### Work task
For the word "CollectorConfig", determine how many lines of the entries below contain it, and give only that number.

### Records for processing

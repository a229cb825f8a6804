//! 환경변수 기반 설정 모듈.

use std::path::PathBuf;
use std::time::Duration;

use chrono::NaiveDate;
use rust_decimal::Decimal;
use secrecy::SecretString;
use stockfeed_core::calendar::parse_yyyymmdd;
use stockfeed_data::provider::krx_api::DEFAULT_KRX_BASE_URL;
use stockfeed_data::provider::news_api::DEFAULT_MIN_PUB_DATE;

use crate::error::CollectorError;
use crate::Result;

/// Collector 전체 설정
#[derive(Debug, Clone)]
pub struct CollectorConfig {
    /// 데이터 루트 디렉토리
    pub data_dir: PathBuf,
    /// KRX 배치 수집 설정
    pub krx: KrxConfig,
    /// 뉴스 키워드 수집 설정
    pub news: NewsConfig,
    /// 데몬 모드 설정
    pub daemon: DaemonConfig,
}

/// KRX 배치 수집 설정
#[derive(Debug, Clone)]
pub struct KrxConfig {
    /// KRX OPEN API 인증키
    pub api_key: Option<SecretString>,
    /// API 기본 URL
    pub base_url: String,
    /// API 요청 간 딜레이 (밀리초)
    pub request_delay_ms: u64,
    /// 배치 수집 시작일
    pub start_date: NaiveDate,
    /// 일별 매매정보 시가총액 하한 (원)
    pub market_cap_threshold: Decimal,
    /// 요청 타임아웃 (초)
    pub timeout_secs: u64,
}

/// 뉴스 키워드 수집 설정
#[derive(Debug, Clone)]
pub struct NewsConfig {
    pub naver_client_id: Option<SecretString>,
    pub naver_client_secret: Option<SecretString>,
    pub kakao_rest_api_key: Option<SecretString>,
    /// 동시에 수집할 키워드 수
    pub workers: usize,
    /// 이만큼 기사가 모이면 저장 + 진행 상태 기록
    pub checkpoint_every: usize,
    /// 페이지 간 딜레이 (밀리초)
    pub page_delay_ms: u64,
    /// 최소 게시일 (YYYY-MM-DD)
    pub min_pub_date: String,
    /// 요청 타임아웃 (초)
    pub timeout_secs: u64,
}

/// 데몬 모드 설정
#[derive(Debug, Clone)]
pub struct DaemonConfig {
    /// 워크플로우 실행 주기 (분 단위)
    pub interval_minutes: u64,
}

impl Default for KrxConfig {
    fn default() -> Self {
        Self {
            api_key: None,
            base_url: DEFAULT_KRX_BASE_URL.to_string(),
            request_delay_ms: 500,
            start_date: NaiveDate::from_ymd_opt(2010, 1, 1).unwrap_or_default(),
            market_cap_threshold: Decimal::from(1_000_000_000_000i64),
            timeout_secs: 30,
        }
    }
}

impl Default for NewsConfig {
    fn default() -> Self {
        Self {
            naver_client_id: None,
            naver_client_secret: None,
            kakao_rest_api_key: None,
            workers: 6,
            checkpoint_every: 100,
            page_delay_ms: 100,
            min_pub_date: DEFAULT_MIN_PUB_DATE.to_string(),
            timeout_secs: 15,
        }
    }
}

impl Default for DaemonConfig {
    fn default() -> Self {
        Self { interval_minutes: 60 }
    }
}

impl CollectorConfig {
    /// 기본 설정 (자격증명 없음). 테스트와 오프라인 명령에서 사용합니다.
    pub fn new(data_dir: impl Into<PathBuf>) -> Self {
        Self {
            data_dir: data_dir.into(),
            krx: KrxConfig::default(),
            news: NewsConfig::default(),
            daemon: DaemonConfig::default(),
        }
    }

    /// 환경변수에서 설정 로드
    pub fn from_env() -> Result<Self> {
        dotenvy::dotenv().ok();

        let krx_defaults = KrxConfig::default();
        let news_defaults = NewsConfig::default();

        let start_date = match env_var_any(&["KRX_START_DATE"]) {
            Some(raw) => parse_yyyymmdd(&raw).map_err(|e| {
                CollectorError::Config(format!("KRX_START_DATE 형식 오류: {}", e))
            })?,
            None => krx_defaults.start_date,
        };

        Ok(Self {
            data_dir: env_var_any(&["DATA_DIR"])
                .map(PathBuf::from)
                .unwrap_or_else(|| PathBuf::from("data")),
            krx: KrxConfig {
                api_key: env_secret(&["KRX_API_KEY", "KRX_OPENAPI_KEY"]),
                base_url: env_var_any(&["KRX_API_BASE_URL", "KRX_OPENAPI_BASE_URL"])
                    .unwrap_or(krx_defaults.base_url),
                request_delay_ms: env_var_parse("KRX_REQUEST_DELAY_MS", krx_defaults.request_delay_ms),
                start_date,
                market_cap_threshold: env_var_parse(
                    "KRX_MARKET_CAP_THRESHOLD",
                    krx_defaults.market_cap_threshold,
                ),
                timeout_secs: env_var_parse("KRX_TIMEOUT_SECS", krx_defaults.timeout_secs),
            },
            news: NewsConfig {
                naver_client_id: env_secret(&["NAVER_CLIENT_ID"]),
                naver_client_secret: env_secret(&["NAVER_CLIENT_SECRET"]),
                kakao_rest_api_key: env_secret(&["KAKAO_REST_API_KEY"]),
                workers: env_var_parse("NEWS_WORKERS", news_defaults.workers).max(1),
                checkpoint_every: env_var_parse("NEWS_CHECKPOINT_EVERY", news_defaults.checkpoint_every)
                    .max(1),
                page_delay_ms: env_var_parse("NEWS_PAGE_DELAY_MS", news_defaults.page_delay_ms),
                min_pub_date: env_var_any(&["NEWS_MIN_PUB_DATE"]).unwrap_or(news_defaults.min_pub_date),
                timeout_secs: env_var_parse("NEWS_TIMEOUT_SECS", news_defaults.timeout_secs),
            },
            daemon: DaemonConfig {
                interval_minutes: env_var_parse("DAEMON_INTERVAL_MINUTES", 60),
            },
        })
    }

    /// 뉴스 디렉토리 (`<data_dir>/news`)
    pub fn news_dir(&self) -> PathBuf {
        self.data_dir.join("news")
    }
}

impl KrxConfig {
    /// API 요청 간 딜레이를 Duration으로 반환
    pub fn request_delay(&self) -> Duration {
        Duration::from_millis(self.request_delay_ms)
    }

    pub fn timeout(&self) -> Duration {
        Duration::from_secs(self.timeout_secs)
    }
}

impl NewsConfig {
    /// 페이지 간 딜레이를 Duration으로 반환
    pub fn page_delay(&self) -> Duration {
        Duration::from_millis(self.page_delay_ms)
    }

    pub fn timeout(&self) -> Duration {
        Duration::from_secs(self.timeout_secs)
    }
}

impl DaemonConfig {
    /// 워크플로우 실행 주기를 Duration으로 반환
    pub fn interval(&self) -> Duration {
        Duration::from_secs(self.interval_minutes.max(1) * 60)
    }
}

/// 환경변수에서 값을 파싱 (실패 시 기본값 사용)
fn env_var_parse<T: std::str::FromStr>(key: &str, default: T) -> T {
    std::env::var(key)
        .ok()
        .and_then(|v| v.trim().parse().ok())
        .unwrap_or(default)
}

/// 후보 키 중 처음으로 비어 있지 않은 값
fn env_var_any(keys: &[&str]) -> Option<String> {
    keys.iter()
        .filter_map(|k| std::env::var(k).ok())
        .map(|v| v.trim().to_string())
        .find(|v| !v.is_empty())
}

fn env_secret(keys: &[&str]) -> Option<SecretString> {
    env_var_any(keys).map(SecretString::from)
}
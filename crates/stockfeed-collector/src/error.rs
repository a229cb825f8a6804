//! 에러 타입 정의.
//!
//! 호출자가 구분해야 하는 것은 두 가지입니다:
//! - 입력 오류: I/O 이전에 거절되며 재시도해도 소용없음
//! - 운영 오류: 자격증명 누락, 업스트림 실패, 로컬 저장소 실패

use std::fmt;

use serde::Serialize;
use stockfeed_core::CoreError;
use stockfeed_data::DataError;

/// Collector 에러 타입
#[derive(Debug)]
pub enum CollectorError {
    /// 잘못된 호출자 입력 (날짜 형식, 소스명, API ID 등)
    Input(String),
    /// 설정 에러 (자격증명 누락 등)
    Config(String),
    /// 데이터 소스 에러 (KRX, 네이버, 카카오)
    DataSource(String),
    /// 로컬 저장소 에러
    Storage(DataError),
    /// 일반 에러
    Other(Box<dyn std::error::Error + Send + Sync>),
}

/// 에러 분류
#[derive(Debug, Clone, Copy, PartialEq, Eq, Serialize)]
#[serde(rename_all = "snake_case")]
pub enum ErrorCategory {
    Input,
    Operational,
}

impl CollectorError {
    pub fn category(&self) -> ErrorCategory {
        match self {
            Self::Input(_) => ErrorCategory::Input,
            _ => ErrorCategory::Operational,
        }
    }

    pub fn is_input(&self) -> bool {
        self.category() == ErrorCategory::Input
    }
}

impl fmt::Display for CollectorError {
    fn fmt(&self, f: &mut fmt::Formatter<'_>) -> fmt::Result {
        match self {
            Self::Input(msg) => write!(f, "Invalid input: {}", msg),
            Self::Config(msg) => write!(f, "Configuration error: {}", msg),
            Self::DataSource(msg) => write!(f, "Data source error: {}", msg),
            Self::Storage(e) => write!(f, "Storage error: {}", e),
            Self::Other(e) => write!(f, "Error: {}", e),
        }
    }
}

impl std::error::Error for CollectorError {
    fn source(&self) -> Option<&(dyn std::error::Error + 'static)> {
        match self {
            Self::Storage(e) => Some(e),
            _ => None,
        }
    }
}

impl From<CoreError> for CollectorError {
    fn from(err: CoreError) -> Self {
        Self::Input(err.to_string())
    }
}

impl From<DataError> for CollectorError {
    fn from(err: DataError) -> Self {
        match err {
            DataError::ConfigError(msg) => Self::Config(msg),
            other => Self::Storage(other),
        }
    }
}

impl From<Box<dyn std::error::Error + Send + Sync>> for CollectorError {
    fn from(err: Box<dyn std::error::Error + Send + Sync>) -> Self {
        Self::Other(err)
    }
}

/// Result 타입 별칭
pub type Result<T> = std::result::Result<T, CollectorError>;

### Exercise response
2